┌─ Stored data

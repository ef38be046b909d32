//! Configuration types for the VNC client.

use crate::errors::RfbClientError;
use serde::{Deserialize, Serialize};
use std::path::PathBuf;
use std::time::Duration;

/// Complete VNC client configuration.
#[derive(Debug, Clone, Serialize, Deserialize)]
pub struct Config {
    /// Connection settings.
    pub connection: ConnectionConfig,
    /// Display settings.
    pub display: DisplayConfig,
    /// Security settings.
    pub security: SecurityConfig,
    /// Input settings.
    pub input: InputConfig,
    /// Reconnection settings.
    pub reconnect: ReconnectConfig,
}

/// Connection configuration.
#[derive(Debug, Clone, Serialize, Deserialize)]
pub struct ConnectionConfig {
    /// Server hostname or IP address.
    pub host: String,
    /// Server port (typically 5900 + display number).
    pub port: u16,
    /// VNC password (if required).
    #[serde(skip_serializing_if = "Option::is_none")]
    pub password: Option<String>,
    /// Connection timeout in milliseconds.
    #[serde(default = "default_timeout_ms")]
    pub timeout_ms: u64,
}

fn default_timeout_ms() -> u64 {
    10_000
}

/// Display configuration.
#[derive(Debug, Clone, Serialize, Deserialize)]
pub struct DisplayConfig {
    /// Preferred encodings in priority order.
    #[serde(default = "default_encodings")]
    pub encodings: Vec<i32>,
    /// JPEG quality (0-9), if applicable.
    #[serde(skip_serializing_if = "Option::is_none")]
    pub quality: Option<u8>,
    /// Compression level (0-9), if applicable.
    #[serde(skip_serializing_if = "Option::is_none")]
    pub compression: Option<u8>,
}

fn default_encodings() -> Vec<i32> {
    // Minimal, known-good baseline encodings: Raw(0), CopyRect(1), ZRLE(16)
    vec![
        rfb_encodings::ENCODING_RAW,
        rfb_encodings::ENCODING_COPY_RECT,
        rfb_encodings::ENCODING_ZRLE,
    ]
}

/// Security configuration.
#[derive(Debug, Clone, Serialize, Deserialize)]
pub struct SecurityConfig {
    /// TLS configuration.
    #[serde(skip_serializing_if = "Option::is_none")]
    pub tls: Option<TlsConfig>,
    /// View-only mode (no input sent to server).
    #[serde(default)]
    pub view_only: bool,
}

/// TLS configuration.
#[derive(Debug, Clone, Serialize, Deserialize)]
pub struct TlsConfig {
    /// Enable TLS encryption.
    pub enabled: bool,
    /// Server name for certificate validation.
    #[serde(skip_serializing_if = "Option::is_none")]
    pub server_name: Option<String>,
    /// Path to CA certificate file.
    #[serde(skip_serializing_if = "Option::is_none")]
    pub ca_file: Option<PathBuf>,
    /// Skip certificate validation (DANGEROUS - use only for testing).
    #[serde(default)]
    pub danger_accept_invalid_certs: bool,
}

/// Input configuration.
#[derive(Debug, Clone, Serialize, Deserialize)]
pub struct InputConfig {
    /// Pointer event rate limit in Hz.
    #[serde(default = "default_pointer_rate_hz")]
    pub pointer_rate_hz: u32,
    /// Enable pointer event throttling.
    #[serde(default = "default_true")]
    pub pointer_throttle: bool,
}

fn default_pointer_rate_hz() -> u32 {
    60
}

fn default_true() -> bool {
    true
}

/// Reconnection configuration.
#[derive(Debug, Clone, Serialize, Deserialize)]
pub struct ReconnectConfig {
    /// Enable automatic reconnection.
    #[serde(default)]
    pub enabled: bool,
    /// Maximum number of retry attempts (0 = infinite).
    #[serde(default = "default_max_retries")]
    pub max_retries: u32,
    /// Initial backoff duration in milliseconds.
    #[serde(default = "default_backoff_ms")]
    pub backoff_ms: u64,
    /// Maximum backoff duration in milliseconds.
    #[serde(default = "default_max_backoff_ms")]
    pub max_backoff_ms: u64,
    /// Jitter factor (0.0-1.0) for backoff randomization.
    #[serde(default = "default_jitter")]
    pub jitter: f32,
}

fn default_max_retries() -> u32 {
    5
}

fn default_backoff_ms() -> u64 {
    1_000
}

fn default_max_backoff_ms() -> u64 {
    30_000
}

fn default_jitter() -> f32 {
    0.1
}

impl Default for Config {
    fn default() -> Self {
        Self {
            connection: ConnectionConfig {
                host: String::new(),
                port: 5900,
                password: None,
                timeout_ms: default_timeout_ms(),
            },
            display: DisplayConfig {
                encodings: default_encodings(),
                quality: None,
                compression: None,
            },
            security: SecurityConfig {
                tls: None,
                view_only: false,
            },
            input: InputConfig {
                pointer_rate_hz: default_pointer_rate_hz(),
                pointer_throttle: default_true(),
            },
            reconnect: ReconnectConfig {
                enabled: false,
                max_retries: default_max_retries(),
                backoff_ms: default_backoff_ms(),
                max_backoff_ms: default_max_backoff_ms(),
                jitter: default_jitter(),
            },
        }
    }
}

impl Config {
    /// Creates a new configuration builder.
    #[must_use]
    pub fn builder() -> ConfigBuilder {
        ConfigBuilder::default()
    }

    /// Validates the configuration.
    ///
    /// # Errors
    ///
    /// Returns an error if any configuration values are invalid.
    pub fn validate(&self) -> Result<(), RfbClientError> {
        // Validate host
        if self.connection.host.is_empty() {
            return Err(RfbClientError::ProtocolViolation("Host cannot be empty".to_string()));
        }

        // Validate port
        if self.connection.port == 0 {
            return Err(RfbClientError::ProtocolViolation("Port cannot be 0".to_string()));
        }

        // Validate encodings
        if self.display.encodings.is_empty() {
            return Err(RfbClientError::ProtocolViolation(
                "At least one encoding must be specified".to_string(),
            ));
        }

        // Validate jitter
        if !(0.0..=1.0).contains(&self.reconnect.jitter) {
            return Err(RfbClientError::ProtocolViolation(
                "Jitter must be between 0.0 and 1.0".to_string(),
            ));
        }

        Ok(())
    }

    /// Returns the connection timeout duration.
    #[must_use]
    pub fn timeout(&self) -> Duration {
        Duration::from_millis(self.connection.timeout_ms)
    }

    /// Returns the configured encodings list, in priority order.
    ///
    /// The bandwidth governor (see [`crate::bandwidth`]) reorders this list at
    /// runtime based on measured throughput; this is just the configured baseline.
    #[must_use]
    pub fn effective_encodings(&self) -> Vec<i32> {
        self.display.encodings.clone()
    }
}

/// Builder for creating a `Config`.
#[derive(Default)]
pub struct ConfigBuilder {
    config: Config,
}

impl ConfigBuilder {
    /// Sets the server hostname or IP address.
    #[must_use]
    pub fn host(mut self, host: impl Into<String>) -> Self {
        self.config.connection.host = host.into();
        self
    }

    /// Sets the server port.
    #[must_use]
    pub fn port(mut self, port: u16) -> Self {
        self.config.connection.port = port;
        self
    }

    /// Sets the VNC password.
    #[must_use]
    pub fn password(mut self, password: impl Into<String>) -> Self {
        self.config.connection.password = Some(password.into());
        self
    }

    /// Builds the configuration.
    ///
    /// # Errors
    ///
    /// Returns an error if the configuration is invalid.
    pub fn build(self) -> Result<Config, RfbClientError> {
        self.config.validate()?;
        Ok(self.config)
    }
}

└─

▶ **Task to complete**
Search the records for the word "priority" and copy every line where it occurs.

▶ **Output for this task**
    /// Preferred encodings in priority order.
    /// Returns the configured encodings list, in priority order.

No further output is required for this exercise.